To compete on premium price in the healthcare market, payers are turning to narrow provider networks. As this trend continues, many states are assessing their next moves to determine which actions will ensure access to care, reports AMA Wire.
In Nevada, physicians are voicing their concerns about adopting narrow networks in their state. "Nevada presently has a severe shortage of both primary care physicians and specialists, which at times makes it difficult for patients to access appropriate care," the Nevada State Medical Association (NSMA) wrote in a Feb. 28 letter to the insurance commissioner, according to AMA Wire.
Patients who require acute care may be in trouble, since insurers that once included out-of-state physicians in their networks no longer do so. The NSMA plans to team up with the Nevada Division of Insurance to better regulate these decisions.
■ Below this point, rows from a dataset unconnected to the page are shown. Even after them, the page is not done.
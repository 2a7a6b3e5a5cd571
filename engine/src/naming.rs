//! Destination name allocation.
//!
//! Names look like `20240115-0004.jpg`: the bucket date without separators,
//! a four-digit sequence, and the candidate's lowercased extension. The
//! sequence is one more than the number of regular files already in the
//! bucket. It is never derived from the names that are there.

use std::path::Path;

use crate::config::CollisionPolicy;
use crate::dates::DateBucket;
use crate::error::EngineError;
use crate::fs_ops;

/// Format a destination file name.
///
/// `extension` may be given with or without its leading dot.
pub fn format_name(bucket: &DateBucket, sequence: usize, extension: &str) -> String {
    let extension = extension.trim_start_matches('.').to_lowercase();
    if extension.is_empty() {
        format!("{}-{:04}", bucket.compact(), sequence)
    } else {
        format!("{}-{:04}.{}", bucket.compact(), sequence, extension)
    }
}

/// Allocate the next destination name in `bucket_dir`.
///
/// Read-then-decide: two processes sorting into the same bucket at once
/// can compute the same name. Under `CollisionPolicy::Advance` the copy
/// step opens the destination with create-new semantics, so a lost race
/// becomes a copy error instead of an overwrite.
pub fn allocate_name(
    bucket_dir: &Path,
    bucket: &DateBucket,
    extension: &str,
    policy: CollisionPolicy,
) -> Result<String, EngineError> {
    let mut sequence = fs_ops::count_regular_files(bucket_dir)? + 1;
    let mut name = format_name(bucket, sequence, extension);

    if policy == CollisionPolicy::Advance {
        while bucket_dir.join(&name).exists() {
            sequence += 1;
            name = format_name(bucket, sequence, extension);
        }
    }

    Ok(name)
}
//! Per-bucket digest cache.
//!
//! Each bucket's digest set is read from disk at most once per run, the
//! first time a candidate lands in it. After that the set only grows, through
//! `add`, as the run copies files in. It is never re-read mid-run.

use std::collections::{HashMap, HashSet};
use std::path::{Path, PathBuf};
use tracing::{debug, warn};

use crate::checksums::{compute_file_digest, ChecksumAlgorithm, ContentDigest};
use crate::error::EngineError;
use crate::fs_ops;

/// Lazily built map from bucket directory to the digests of its files.
#[derive(Debug)]
pub struct FolderHashCache {
    algorithm: ChecksumAlgorithm,
    entries: HashMap<PathBuf, HashSet<ContentDigest>>,
    unhashable_existing: usize,
}

impl FolderHashCache {
    pub fn new(algorithm: ChecksumAlgorithm) -> Self {
        FolderHashCache {
            algorithm,
            entries: HashMap::new(),
            unhashable_existing: 0,
        }
    }

    pub fn algorithm(&self) -> ChecksumAlgorithm {
        self.algorithm
    }

    /// Digest set for `bucket_dir`, building it on first access.
    ///
    /// The first call creates the directory if needed and hashes every
    /// regular file in it. Files that cannot be hashed are left out of the
    /// set and logged; they are counted in `unhashable_existing`.
    ///
    /// # Errors
    /// Returns an error if the directory cannot be created or listed. Nothing
    /// is cached in that case, so a later call retries.
    pub fn get_or_build(&mut self, bucket_dir: &Path) -> Result<&HashSet<ContentDigest>, EngineError> {
        if !self.entries.contains_key(bucket_dir) {
            let digests = self.build(bucket_dir)?;
            self.entries.insert(bucket_dir.to_path_buf(), digests);
        }
        Ok(&self.entries[bucket_dir])
    }

    fn build(&mut self, bucket_dir: &Path) -> Result<HashSet<ContentDigest>, EngineError> {
        fs_ops::ensure_dir_exists(bucket_dir)?;

        let mut digests = HashSet::new();
        for file in fs_ops::list_regular_files(bucket_dir)? {
            match compute_file_digest(&file, self.algorithm) {
                Ok(digest) => {
                    digests.insert(digest);
                }
                Err(e) => {
                    self.unhashable_existing += 1;
                    warn!("Existing file left out of duplicate check: {}", e);
                }
            }
        }

        debug!(
            "Loaded {} digests for bucket {}",
            digests.len(),
            bucket_dir.display()
        );
        Ok(digests)
    }

    /// Register a digest for a file just copied into `bucket_dir`.
    ///
    /// Returns false if the digest was already present.
    pub fn add(&mut self, bucket_dir: &Path, digest: ContentDigest) -> bool {
        self.entries
            .entry(bucket_dir.to_path_buf())
            .or_default()
            .insert(digest)
    }

    pub fn contains(&self, bucket_dir: &Path, digest: &ContentDigest) -> bool {
        self.entries
            .get(bucket_dir)
            .map_or(false, |digests| digests.contains(digest))
    }

    pub fn is_loaded(&self, bucket_dir: &Path) -> bool {
        self.entries.contains_key(bucket_dir)
    }

    /// Number of buckets loaded so far.
    pub fn len(&self) -> usize {
        self.entries.len()
    }

    pub fn is_empty(&self) -> bool {
        self.entries.is_empty()
    }

    /// Existing bucket files that could not be hashed while building sets.
    pub fn unhashable_existing(&self) -> usize {
        self.unhashable_existing
    }
}

#[cfg(test)]
mod tests {
    use super::*;
    use std::fs;

    #[test]
    fn test_build_creates_missing_bucket() {
        let temp_dir = tempfile::tempdir().expect("Failed to create temp dir");
        let bucket = temp_dir.path().join("out").join("2024-01-15");

        let mut cache = FolderHashCache::new(ChecksumAlgorithm::Sha256);
        let digests = cache.get_or_build(&bucket).expect("Failed to build");
        assert!(digests.is_empty());
        assert!(bucket.is_dir());
        assert!(cache.is_loaded(&bucket));
    }

    #[test]
    fn test_build_hashes_existing_files() {
        let temp_dir = tempfile::tempdir().expect("Failed to create temp dir");
        let bucket = temp_dir.path().join("2024-01-15");
        fs::create_dir(&bucket).expect("Failed to create bucket");
        fs::write(bucket.join("20240115-0001.jpg"), b"one").expect("Failed to write");
        fs::write(bucket.join("20240115-0002.jpg"), b"two").expect("Failed to write");
        // Identical content collapses to one digest
        fs::write(bucket.join("copy.jpg"), b"two").expect("Failed to write");

        let mut cache = FolderHashCache::new(ChecksumAlgorithm::Sha256);
        assert_eq!(cache.get_or_build(&bucket).unwrap().len(), 2);

        let one = compute_file_digest(&bucket.join("20240115-0001.jpg"), ChecksumAlgorithm::Sha256)
            .unwrap();
        assert!(cache.contains(&bucket, &one));
    }

    #[test]
    fn test_set_is_not_reread_from_disk() {
        let temp_dir = tempfile::tempdir().expect("Failed to create temp dir");
        let bucket = temp_dir.path().join("2024-01-15");

        let mut cache = FolderHashCache::new(ChecksumAlgorithm::Sha256);
        cache.get_or_build(&bucket).expect("Failed to build");

        // A file appearing behind the cache's back is not picked up
        let late = bucket.join("late.jpg");
        fs::write(&late, b"late").expect("Failed to write");
        let late_digest = compute_file_digest(&late, ChecksumAlgorithm::Sha256).unwrap();

        assert!(cache.get_or_build(&bucket).unwrap().is_empty());
        assert!(!cache.contains(&bucket, &late_digest));

        assert!(cache.add(&bucket, late_digest.clone()));
        assert!(cache.contains(&bucket, &late_digest));
        assert!(!cache.add(&bucket, late_digest));
        assert_eq!(cache.get_or_build(&bucket).unwrap().len(), 1);
    }

    #[test]
    fn test_buckets_are_independent() {
        let temp_dir = tempfile::tempdir().expect("Failed to create temp dir");
        let jan = temp_dir.path().join("2024-01-15");
        let feb = temp_dir.path().join("2024-02-01");

        let mut cache = FolderHashCache::new(ChecksumAlgorithm::Md5);
        cache.get_or_build(&jan).unwrap();
        cache.get_or_build(&feb).unwrap();

        let digest = ContentDigest::new(ChecksumAlgorithm::Md5, "00".repeat(16));
        cache.add(&jan, digest.clone());
        assert!(cache.contains(&jan, &digest));
        assert!(!cache.contains(&feb, &digest));
        assert_eq!(cache.len(), 2);
    }

    #[test]
    fn test_bucket_path_occupied_by_file() {
        let temp_dir = tempfile::tempdir().expect("Failed to create temp dir");
        let bucket = temp_dir.path().join("2024-01-15");
        fs::write(&bucket, b"squatter").expect("Failed to write");

        let mut cache = FolderHashCache::new(ChecksumAlgorithm::Sha256);
        assert!(cache.get_or_build(&bucket).is_err());
        assert!(!cache.is_loaded(&bucket));
        assert!(cache.is_empty());
    }

    #[cfg(unix)]
    #[test]
    fn test_unhashable_existing_file_is_skipped() {
        use std::os::unix::fs::PermissionsExt;

        let temp_dir = tempfile::tempdir().expect("Failed to create temp dir");
        let bucket = temp_dir.path().join("2024-01-15");
        fs::create_dir(&bucket).expect("Failed to create bucket");
        let locked = bucket.join("locked.jpg");
        fs::write(&locked, b"secret").expect("Failed to write");
        fs::write(bucket.join("open.jpg"), b"open").expect("Failed to write");
        fs::set_permissions(&locked, fs::Permissions::from_mode(0o000)).expect("chmod failed");

        // Root can read anything; only assert when the permission actually bites
        if fs::File::open(&locked).is_err() {
            let mut cache = FolderHashCache::new(ChecksumAlgorithm::Sha256);
            assert_eq!(cache.get_or_build(&bucket).unwrap().len(), 1);
            assert_eq!(cache.unhashable_existing(), 1);
        }

        fs::set_permissions(&locked, fs::Permissions::from_mode(0o644)).expect("chmod failed");
    }
}
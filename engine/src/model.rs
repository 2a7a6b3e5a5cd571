//! Core data model for sorting jobs.
//!
//! This module defines the main data structures for one engine invocation:
//! - SortJob: the whole run, owning its candidates and digest cache
//! - Candidate: a media file discovered under the input root
//! - Outcome / OutcomeRecord: what happened to one candidate
//! - RunSummary: aggregate totals for a run
//! - JobState, CancelToken: lifecycle and cooperative stop

use serde::Serialize;
use std::path::PathBuf;
use std::sync::atomic::{AtomicBool, Ordering};
use std::sync::Arc;
use std::time::{Duration, SystemTime};
use uuid::Uuid;

use crate::cache::FolderHashCache;
use crate::config::SortOptions;

/// One sorting run over an input tree.
///
/// A SortJob encompasses:
/// - Input and output roots plus the options the run uses
/// - Every candidate found by planning, with its outcome once processed
/// - The digest cache for the buckets visited so far
/// - Running totals and lifecycle state
#[derive(Debug)]
pub struct SortJob {
    /// Unique identifier, attached to every log line of the run
    pub id: Uuid,

    pub input_root: PathBuf,
    pub output_root: PathBuf,
    pub options: SortOptions,

    /// Candidates in discovery order
    pub candidates: Vec<Candidate>,

    pub state: JobState,

    /// Index of the next candidate to process
    pub(crate) cursor: usize,

    pub(crate) cache: FolderHashCache,

    pub(crate) summary: RunSummary,

    pub(crate) cancel: CancelToken,

    pub start_time: Option<SystemTime>,
    pub end_time: Option<SystemTime>,
}

impl SortJob {
    /// Number of candidates found by planning.
    pub fn total(&self) -> usize {
        self.candidates.len()
    }

    /// Totals so far; final once the job is Completed or Cancelled.
    pub fn summary(&self) -> RunSummary {
        self.summary
    }

    /// Wall-clock time between the first and last processed step.
    ///
    /// `None` until the job has finished.
    pub fn elapsed(&self) -> Option<Duration> {
        let start = self.start_time?;
        self.end_time?.duration_since(start).ok()
    }

    pub fn cache(&self) -> &FolderHashCache {
        &self.cache
    }

    /// Share a stop flag with this job. It is checked between candidates.
    pub fn set_cancel_token(&mut self, token: CancelToken) {
        self.cancel = token;
    }

    pub fn cancel_token(&self) -> CancelToken {
        self.cancel.clone()
    }
}

/// A media file discovered under the input root.
#[derive(Debug, Clone)]
pub struct Candidate {
    pub source_path: PathBuf,

    /// Lowercased, without the leading dot
    pub extension: String,

    /// Set once the candidate has been processed
    pub outcome: Option<Outcome>,
}

impl Candidate {
    pub fn new(source_path: PathBuf, extension: String) -> Self {
        Candidate {
            source_path,
            extension,
            outcome: None,
        }
    }
}

/// What happened to one candidate.
#[derive(Debug, Clone, PartialEq, Eq, Serialize)]
#[serde(tag = "kind", rename_all = "snake_case")]
pub enum Outcome {
    /// Copied into its bucket under a new name
    Copied {
        file_name: String,
        destination: PathBuf,
    },
    /// Bucket already holds a file with the same content
    SkippedDuplicate { bucket: String },
    /// Modification time could not be read
    SkippedUnreadableDate { reason: String },
    /// Reading, hashing or writing failed
    SkippedCopyError { reason: String },
}

impl Outcome {
    pub fn is_copied(&self) -> bool {
        matches!(self, Outcome::Copied { .. })
    }

    /// Short label for display.
    pub fn label(&self) -> &'static str {
        match self {
            Outcome::Copied { .. } => "copied",
            Outcome::SkippedDuplicate { .. } => "duplicate",
            Outcome::SkippedUnreadableDate { .. } => "unreadable date",
            Outcome::SkippedCopyError { .. } => "copy error",
        }
    }
}

/// A per-candidate result, tagged for progress reporting.
#[derive(Debug, Clone, PartialEq, Eq, Serialize)]
pub struct OutcomeRecord {
    /// 1-based position in discovery order
    pub index: usize,
    pub total: usize,
    pub source_path: PathBuf,
    pub outcome: Outcome,
}

/// Aggregate totals for one run.
#[derive(Debug, Clone, Copy, Default, PartialEq, Eq, Serialize)]
pub struct RunSummary {
    pub total: usize,
    pub copied: usize,
    pub skipped: usize,
    /// True if a stop request ended the run before every candidate was seen
    pub cancelled: bool,
}

impl RunSummary {
    /// Candidates processed so far.
    pub fn processed(&self) -> usize {
        self.copied + self.skipped
    }
}

/// The lifecycle state of a job.
#[derive(Debug, Clone, Copy, PartialEq, Eq)]
pub enum JobState {
    /// Created, not yet enumerated
    Pending,
    /// Candidates enumerated, nothing processed
    Planned,
    /// Processing candidates
    Running,
    /// Every candidate processed
    Completed,
    /// Stopped early on request
    Cancelled,
}

impl JobState {
    /// Returns true if this state is terminal (no further changes expected).
    pub fn is_terminal(&self) -> bool {
        matches!(self, JobState::Completed | JobState::Cancelled)
    }
}

/// Cooperative stop flag shared between a job and whoever controls it.
#[derive(Debug, Clone, Default)]
pub struct CancelToken(Arc<AtomicBool>);

impl CancelToken {
    pub fn new() -> Self {
        Self::default()
    }

    pub fn cancel(&self) {
        self.0.store(true, Ordering::SeqCst);
    }

    pub fn is_cancelled(&self) -> bool {
        self.0.load(Ordering::SeqCst)
    }
}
Late last month, the Washington state insurance department adopted a new rule requiring insurers to incorporate certain adequacy standards in their provider networks. The new rule states that insurers must include enough doctors and facilities in their networks to avoid delays in care, FierceHealthPayer previously reported.
But the Washington State Medical Association opposes the rule. "The language ... fails to adequately protect negotiations between insurers and physicians," WSMA President Dale Reisner, M.D., said in a letter to the commissioner. "Furthermore the new rule does not contain the strong provisions needed to ensure patient access across the state to all categories of providers and services," notes AMA Wire.
Connecticut legislature in February introduced a bill to add transparency to insurance networks, hoping to ensure a sufficient number of physicians for all patients, according to AMA Wire. Former White House Health Advisor Ezekiel Emanuel mentioned transparency as a main feature that can make for high-quality narrow networks. "The size of a plan's network should be as transparent as its premium," he wrote in a recent New York Times piece.
When it comes to group plan markets, narrow networks are flying low on the radar screen, especially since they were rejected back in the early 2000s, according to Medscape. Many observers believe the only way to escape narrow networks is to transition to accountable care organizations.